# [MATERIAL PROVIDED]
-- Opening Marker --

use std::iter::FusedIterator;
use std::sync::Arc;

use log::trace;

use crate::engine::{self, Engine};
use crate::match_result::MatchResult;
use crate::types::{CodeUnitRange, Subject};

/// Lazily enumerates the non-overlapping matches of a pattern in a string.
///
/// Each call to `next` runs exactly one search, starting just past the
/// previous match; an empty match moves the next search forward by one
/// character so enumeration always terminates. Once exhausted the iterator
/// keeps returning `None` without searching again. To enumerate a second time,
/// ask the `Regex` for a new iterator.
///
/// Created by [`Regex::matches_in`](crate::Regex::matches_in).
pub struct Matches {
    engine: Arc<Engine>,
    subject: Arc<Subject>,
    search_range: Option<CodeUnitRange>,
}

impl Matches {
    pub(crate) fn new(engine: Arc<Engine>, subject: &str) -> Self {
        let subject = Arc::new(Subject::new(subject));
        let search_range = Some(subject.units().entire_range());
        Matches {
            engine,
            subject,
            search_range,
        }
    }

    /// The string being searched.
    pub fn subject(&self) -> &str {
        self.subject.as_str()
    }
}

impl Iterator for Matches {
    type Item = MatchResult;

    fn next(&mut self) -> Option<MatchResult> {
        let search_range = self.search_range?;
        let mut found = None;
        self.engine
            .enumerate_matches(&self.subject, search_range, |raw, stop| {
                if let Some(raw) = raw {
                    found = Some(raw.clone());
                    *stop = true;
                }
            });

        let Some(raw) = found else {
            trace!("no match in {search_range}, sequence exhausted");
            self.search_range = None;
            return None;
        };
        self.search_range = engine::advance_past(&self.subject, raw.range())
            .map(|next| self.subject.units().suffix_from(next));
        Some(MatchResult::new(Arc::clone(&self.subject), raw))
    }
}

impl FusedIterator for Matches {}

impl std::fmt::Debug for Matches {
    fn fmt(&self, f: &mut std::fmt::Formatter<'_>) -> std::fmt::Result {
        f.debug_struct("Matches")
            .field("subject", &self.subject.as_str())
            .field("search_range", &self.search_range)
            .finish()
    }
}
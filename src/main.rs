mod logger;

use clap::{ArgAction, Args, Parser, Subcommand};
use regexkit::{Options, Regex, grep};
use std::io::{self, Read, Write};
use std::path::{Path, PathBuf};
use std::process::ExitCode;

use logger::Logger;

#[derive(Parser)]
#[command(
    name = "regexkit",
    version,
    about = "Search and replace text with regular expressions"
)]
struct Cli {
    #[command(subcommand)]
    command: Command,

    /// Increase logging verbosity (repeat for more)
    #[arg(short, long, action = ArgAction::Count, global = true)]
    verbose: u8,
}

#[derive(Subcommand)]
enum Command {
    /// Print the lines that match a pattern
    Grep {
        pattern: String,

        /// File to search (standard input when omitted)
        file: Option<PathBuf>,

        /// Print only the matched part of each line
        #[arg(short = 'o', long)]
        only_matching: bool,

        /// Print the capture groups of each match, separated by tabs
        #[arg(short = 'c', long)]
        captures: bool,

        #[command(flatten)]
        flags: Flags,
    },
    /// Replace matches of a pattern using a `$n` template
    Replace {
        pattern: String,

        template: String,

        /// File to rewrite (standard input when omitted)
        file: Option<PathBuf>,

        /// Only replace the first match
        #[arg(long)]
        first: bool,

        #[command(flatten)]
        flags: Flags,
    },
}

#[derive(Args)]
struct Flags {
    /// Ignore case
    #[arg(short = 'i', long)]
    ignore_case: bool,

    /// Treat the pattern as literal text
    #[arg(short = 'F', long)]
    fixed_strings: bool,

    /// Make ^ and $ match at line boundaries
    #[arg(short = 'm', long)]
    multiline: bool,

    /// Let . match line separators
    #[arg(short = 's', long)]
    dot_all: bool,

    /// Allow whitespace and # comments in the pattern
    #[arg(short = 'x', long)]
    extended: bool,
}

impl Flags {
    fn options(&self) -> Options {
        let mut options = Options::empty();
        options.set(Options::IGNORE_CASE, self.ignore_case);
        options.set(Options::IGNORE_METACHARACTERS, self.fixed_strings);
        options.set(Options::ANCHORS_MATCH_LINES, self.multiline);
        options.set(Options::DOT_MATCHES_LINE_SEPARATORS, self.dot_all);
        options.set(Options::ALLOW_COMMENTS_AND_WHITESPACE, self.extended);
        options
    }
}

fn read_input(file: Option<&Path>) -> Result<String, String> {
    match file {
        Some(path) => std::fs::read_to_string(path)
            .map_err(|e| format!("Error reading {}: {e}", path.display())),
        None => {
            let mut input = String::new();
            io::stdin()
                .read_to_string(&mut input)
                .map_err(|e| format!("Error reading standard input: {e}"))?;
            Ok(input)
        }
    }
}

fn compile(pattern: &str, flags: &Flags) -> Result<Regex, String> {
    Regex::with_options(pattern, flags.options()).map_err(|e| e.to_string())
}

fn run_grep(
    regex: &Regex,
    input: &str,
    only_matching: bool,
    captures: bool,
) -> io::Result<bool> {
    let mut stdout = io::stdout().lock();
    let mut matched = false;
    for (line, m) in grep(input, regex) {
        matched = true;
        if captures {
            let fields: Vec<&str> = m.captures().iter().map(|c| c.unwrap_or("")).collect();
            writeln!(stdout, "{}", fields.join("\t"))?;
        } else if only_matching {
            writeln!(stdout, "{}", m.as_str())?;
        } else {
            writeln!(stdout, "{line}")?;
        }
    }
    Ok(matched)
}

fn run_replace(regex: &Regex, input: &str, template: &str, first: bool) -> io::Result<bool> {
    let matched = regex.is_match(input);
    let output = if first {
        regex.replacing_first(input, template)
    } else {
        regex.replacing_all(input, template)
    };
    io::stdout().lock().write_all(output.as_bytes())?;
    Ok(matched)
}

fn execute(command: &Command) -> Result<bool, String> {
    match command {
        Command::Grep {
            pattern,
            file,
            only_matching,
            captures,
            flags,
        } => {
            let regex = compile(pattern, flags)?;
            let input = read_input(file.as_deref())?;
            run_grep(&regex, &input, *only_matching, *captures)
                .map_err(|e| format!("Write error: {e}"))
        }
        Command::Replace {
            pattern,
            template,
            file,
            first,
            flags,
        } => {
            let regex = compile(pattern, flags)?;
            let input = read_input(file.as_deref())?;
            run_replace(&regex, &input, template, *first).map_err(|e| format!("Write error: {e}"))
        }
    }
}

fn main() -> ExitCode {
    let cli = Cli::parse();

    let level = match cli.verbose {
        0 => log::LevelFilter::Warn,
        1 => log::LevelFilter::Info,
        2 => log::LevelFilter::Debug,
        _ => log::LevelFilter::Trace,
    };
    if let Err(e) = Logger::init(level) {
        eprintln!("Failed to initialize logging: {e}");
    }

    match execute(&cli.command) {
        Ok(true) => ExitCode::SUCCESS,
        Ok(false) => ExitCode::from(1),
        Err(e) => {
            eprintln!("{e}");
            ExitCode::from(2)
        }
    }
}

-- Closing Marker --

# [PROMPT]
From the data above, extract every line in its exact form.

# [YOUR RESPONSE]
use std::iter::FusedIterator;
use std::sync::Arc;

use log::trace;

use crate::engine::{self, Engine};
use crate::match_result::MatchResult;
use crate::types::{CodeUnitRange, Subject};

/// Lazily enumerates the non-overlapping matches of a pattern in a string.
///
/// Each call to `next` runs exactly one search, starting just past the
/// previous match; an empty match moves the next search forward by one
/// character so enumeration always terminates. Once exhausted the iterator
/// keeps returning `None` without searching again. To enumerate a second time,
/// ask the `Regex` for a new iterator.
///
/// Created by [`Regex::matches_in`](crate::Regex::matches_in).
pub struct Matches {
    engine: Arc<Engine>,
    subject: Arc<Subject>,
    search_range: Option<CodeUnitRange>,
}

impl Matches {
    pub(crate) fn new(engine: Arc<Engine>, subject: &str) -> Self {
        let subject = Arc::new(Subject::new(subject));
        let search_range = Some(subject.units().entire_range());
        Matches {
            engine,
            subject,
            search_range,
        }
    }

    /// The string being searched.
    pub fn subject(&self) -> &str {
        self.subject.as_str()
    }
}

impl Iterator for Matches {
    type Item = MatchResult;

    fn next(&mut self) -> Option<MatchResult> {
        let search_range = self.search_range?;
        let mut found = None;
        self.engine
            .enumerate_matches(&self.subject, search_range, |raw, stop| {
                if let Some(raw) = raw {
                    found = Some(raw.clone());
                    *stop = true;
                }
            });

        let Some(raw) = found else {
            trace!("no match in {search_range}, sequence exhausted");
            self.search_range = None;
            return None;
        };
        self.search_range = engine::advance_past(&self.subject, raw.range())
            .map(|next| self.subject.units().suffix_from(next));
        Some(MatchResult::new(Arc::clone(&self.subject), raw))
    }
}

impl FusedIterator for Matches {}

impl std::fmt::Debug for Matches {
    fn fmt(&self, f: &mut std::fmt::Formatter<'_>) -> std::fmt::Result {
        f.debug_struct("Matches")
            .field("subject", &self.subject.as_str())
            .field("search_range", &self.search_range)
            .finish()
    }
}
filename src/main.rs
mod logger;

use clap::{ArgAction, Args, Parser, Subcommand};
use regexkit::{Options, Regex, grep};
use std::io::{self, Read, Write};
use std::path::{Path, PathBuf};
use std::process::ExitCode;

use logger::Logger;

#[derive(Parser)]
#[command(
    name = "regexkit",
    version,
    about = "Search and replace text with regular expressions"
)]
struct Cli {
    #[command(subcommand)]
    command: Command,

    /// Increase logging verbosity (repeat for more)
    #[arg(short, long, action = ArgAction::Count, global = true)]
    verbose: u8,
}

#[derive(Subcommand)]
enum Command {
    /// Print the lines that match a pattern
    Grep {
        pattern: String,

        /// File to search (standard input when omitted)
        file: Option<PathBuf>,

        /// Print only the matched part of each line
        #[arg(short = 'o', long)]
        only_matching: bool,

        /// Print the capture groups of each match, separated by tabs
        #[arg(short = 'c', long)]
        captures: bool,

        #[command(flatten)]
        flags: Flags,
    },
    /// Replace matches of a pattern using a `$n` template
    Replace {
        pattern: String,

        template: String,

        /// File to rewrite (standard input when omitted)
        file: Option<PathBuf>,

        /// Only replace the first match
        #[arg(long)]
        first: bool,

        #[command(flatten)]
        flags: Flags,
    },
}

#[derive(Args)]
struct Flags {
    /// Ignore case
    #[arg(short = 'i', long)]
    ignore_case: bool,

    /// Treat the pattern as literal text
    #[arg(short = 'F', long)]
    fixed_strings: bool,

    /// Make ^ and $ match at line boundaries
    #[arg(short = 'm', long)]
    multiline: bool,

    /// Let . match line separators
    #[arg(short = 's', long)]
    dot_all: bool,

    /// Allow whitespace and # comments in the pattern
    #[arg(short = 'x', long)]
    extended: bool,
}

impl Flags {
    fn options(&self) -> Options {
        let mut options = Options::empty();
        options.set(Options::IGNORE_CASE, self.ignore_case);
        options.set(Options::IGNORE_METACHARACTERS, self.fixed_strings);
        options.set(Options::ANCHORS_MATCH_LINES, self.multiline);
        options.set(Options::DOT_MATCHES_LINE_SEPARATORS, self.dot_all);
        options.set(Options::ALLOW_COMMENTS_AND_WHITESPACE, self.extended);
        options
    }
}

fn read_input(file: Option<&Path>) -> Result<String, String> {
    match file {
        Some(path) => std::fs::read_to_string(path)
            .map_err(|e| format!("Error reading {}: {e}", path.display())),
        None => {
            let mut input = String::new();
            io::stdin()
                .read_to_string(&mut input)
                .map_err(|e| format!("Error reading standard input: {e}"))?;
            Ok(input)
        }
    }
}

fn compile(pattern: &str, flags: &Flags) -> Result<Regex, String> {
    Regex::with_options(pattern, flags.options()).map_err(|e| e.to_string())
}

fn run_grep(
    regex: &Regex,
    input: &str,
    only_matching: bool,
    captures: bool,
) -> io::Result<bool> {
    let mut stdout = io::stdout().lock();
    let mut matched = false;
    for (line, m) in grep(input, regex) {
        matched = true;
        if captures {
            let fields: Vec<&str> = m.captures().iter().map(|c| c.unwrap_or("")).collect();
            writeln!(stdout, "{}", fields.join("\t"))?;
        } else if only_matching {
            writeln!(stdout, "{}", m.as_str())?;
        } else {
            writeln!(stdout, "{line}")?;
        }
    }
    Ok(matched)
}

fn run_replace(regex: &Regex, input: &str, template: &str, first: bool) -> io::Result<bool> {
    let matched = regex.is_match(input);
    let output = if first {
        regex.replacing_first(input, template)
    } else {
        regex.replacing_all(input, template)
    };
    io::stdout().lock().write_all(output.as_bytes())?;
    Ok(matched)
}

fn execute(command: &Command) -> Result<bool, String> {
    match command {
        Command::Grep {
            pattern,
            file,
            only_matching,
            captures,
            flags,
        } => {
            let regex = compile(pattern, flags)?;
            let input = read_input(file.as_deref())?;
            run_grep(&regex, &input, *only_matching, *captures)
                .map_err(|e| format!("Write error: {e}"))
        }
        Command::Replace {
            pattern,
            template,
            file,
            first,
            flags,
        } => {
            let regex = compile(pattern, flags)?;
            let input = read_input(file.as_deref())?;
            run_replace(&regex, &input, template, *first).map_err(|e| format!("Write error: {e}"))
        }
    }
}

fn main() -> ExitCode {
    let cli = Cli::parse();

    let level = match cli.verbose {
        0 => log::LevelFilter::Warn,
        1 => log::LevelFilter::Info,
        2 => log::LevelFilter::Debug,
        _ => log::LevelFilter::Trace,
    };
    if let Err(e) = Logger::init(level) {
        eprintln!("Failed to initialize logging: {e}");
    }

    match execute(&cli.command) {
        Ok(true) => ExitCode::SUCCESS,
        Ok(false) => ExitCode::from(1),
        Err(e) => {
            eprintln!("{e}");
            ExitCode::from(2)
        }
    }
}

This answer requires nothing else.